Muitas iniciativas para combater a perseguição ainda dependem de apoio
governamental. Por exemplo, o tombamento de templos – que são pedidos
e não são atendidos pelas prefeituras –, a morosidade na apuração de
denúncias de perseguição e a falta de providências contra policiais que
se recusam a investigar casos de intolerância. Para o delegado Henrique
Pêssoa, saber a abrangência exata desse tipo de crime, que tem pena de
um a três anos de reclusão e multa, é quase impossível. Os registros
raramente são feitos de maneira correta e, além disso, a lei não costuma
ser cumprida. A bancária Elisângela Queiroz descobriu isso na prática.
Chamada de “macumbeira safada” por um colega de trabalho, ela procurou
uma delegacia, mas recusaram o registro da ocorrência. “Chegaram a me
dizer que era apenas uma briguinha”, contou ela.
Pesquisa recente da Fundação Getulio Vargas aponta que 0,35% da
população declarou ser praticante de religiões afro-brasileiras. O
teólogo Jayro de Jesus acredita que é muito mais e até estima um
crescimento de quase 70% no número de terreiros nos últimos 30 anos.
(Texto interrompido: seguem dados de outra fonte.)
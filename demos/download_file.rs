//! Download Example
//!
//! This example streams a Dropbox file to the local filesystem without
//! holding it in memory.
//!
//! Run this example with:
//! ```bash
//! DROPBOX_ACCESS_TOKEN=... cargo run --example download_file -- /Photos/beach.jpg ./beach.jpg
//! ```

use dropbox::{Client, ClientConfig};
use tracing_subscriber::EnvFilter;

#[tokio::main]
async fn main() -> Result<(), Box<dyn std::error::Error>> {
    tracing_subscriber::fmt()
        .with_env_filter(EnvFilter::try_from_default_env().unwrap_or_else(|_| EnvFilter::new("info")))
        .init();

    let mut args = std::env::args().skip(1);
    let (Some(dropbox_path), Some(local_path)) = (args.next(), args.next()) else {
        eprintln!("usage: download_file <dropbox-path> <local-path> [rev]");
        std::process::exit(2);
    };
    let rev = args.next();

    let client = Client::new(ClientConfig::from_env()?)?;

    match client
        .download_to_file(&dropbox_path, &local_path, rev.as_deref())
        .await?
    {
        Some(metadata) => {
            println!("Downloaded {} to {}", metadata.path, local_path);
            println!("  size:     {} ({} bytes)", metadata.size, metadata.bytes);
            println!(
                "  modified: {}",
                metadata.modified.as_deref().unwrap_or("-")
            );
        }
        None => {
            eprintln!("No file at {}", dropbox_path);
            std::process::exit(1);
        }
    }

    client.close().await;
    Ok(())
}
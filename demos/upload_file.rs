//! Upload Example
//!
//! This example uploads a local file to Dropbox. Files above the chunked
//! upload threshold, or any file when `--chunked` is given, go through a
//! resumable upload session; smaller files are sent in one request.
//!
//! Run this example with:
//! ```bash
//! DROPBOX_ACCESS_TOKEN=... cargo run --example upload_file -- ./video.mp4 /Videos/video.mp4
//! DROPBOX_ACCESS_TOKEN=... RUST_LOG=dropbox=debug cargo run --example upload_file -- ./a.bin /a.bin --chunked
//! ```

use dropbox::{Client, ClientConfig, DropboxError, WriteMode};
use tracing_subscriber::EnvFilter;

const USAGE: &str = "usage: upload_file <local-path> <dropbox-path> [--chunked] [--force]";

#[tokio::main]
async fn main() -> Result<(), Box<dyn std::error::Error>> {
    tracing_subscriber::fmt()
        .with_env_filter(EnvFilter::try_from_default_env().unwrap_or_else(|_| EnvFilter::new("info")))
        .init();

    let args: Vec<String> = std::env::args().skip(1).collect();
    let positional: Vec<&String> = args.iter().filter(|a| !a.starts_with("--")).collect();
    let (local_path, dropbox_path) = match positional.as_slice() {
        [local, remote] => (local.as_str(), remote.as_str()),
        _ => {
            eprintln!("{}", USAGE);
            std::process::exit(2);
        }
    };
    let chunked = args.iter().any(|a| a == "--chunked");
    let write_mode = if args.iter().any(|a| a == "--force") {
        WriteMode::Force
    } else {
        WriteMode::Add
    };

    let client = Client::new(ClientConfig::from_env()?)?;

    let file = tokio::fs::File::open(local_path).await?;
    let size = file.metadata().await?.len();
    println!("Uploading {} ({} bytes) to {}", local_path, size, dropbox_path);

    let result = if chunked {
        client
            .upload_file_chunked(dropbox_path, &write_mode, file, Some(size), None)
            .await
    } else {
        client
            .upload_file(dropbox_path, &write_mode, file, Some(size))
            .await
    };

    match result {
        Ok(metadata) => {
            println!("Uploaded to {}", metadata.path);
            println!("  size: {} ({} bytes)", metadata.size, metadata.bytes);
            println!("  rev:  {}", metadata.rev.as_deref().unwrap_or("-"));
        }
        Err(DropboxError::SizeMismatch { expected, actual }) => {
            eprintln!(
                "{} changed while uploading: expected {} bytes, read {}",
                local_path, expected, actual
            );
            std::process::exit(1);
        }
        Err(e) => return Err(e.into()),
    }

    client.close().await;
    Ok(())
}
“Acho que as pessoas estão sendo segregadas e, por isso, não tiveram a
altivez de se autodeclarar nos censos”, afirma. Ele faz parte do grupo
que está discutindo o mapeamento dos terreiros existentes no Brasil, com
apoio da Secretaria de Políticas de Promoção da Igualdade Racial. A
expectativa é de que os trabalhos comecem no início do próximo ano e
durem até 2013. Em um levantamento feito em 2011, foram localizados até
agora, somente na região metropolitana do Rio, 847 terreiros. Com os
dados obtidos, o próximo passo será a implementação de um Plano Nacional
de Proteção Religiosa. Para impedir a propagação de conflitos movidos
pela religião, é preciso agir rápido.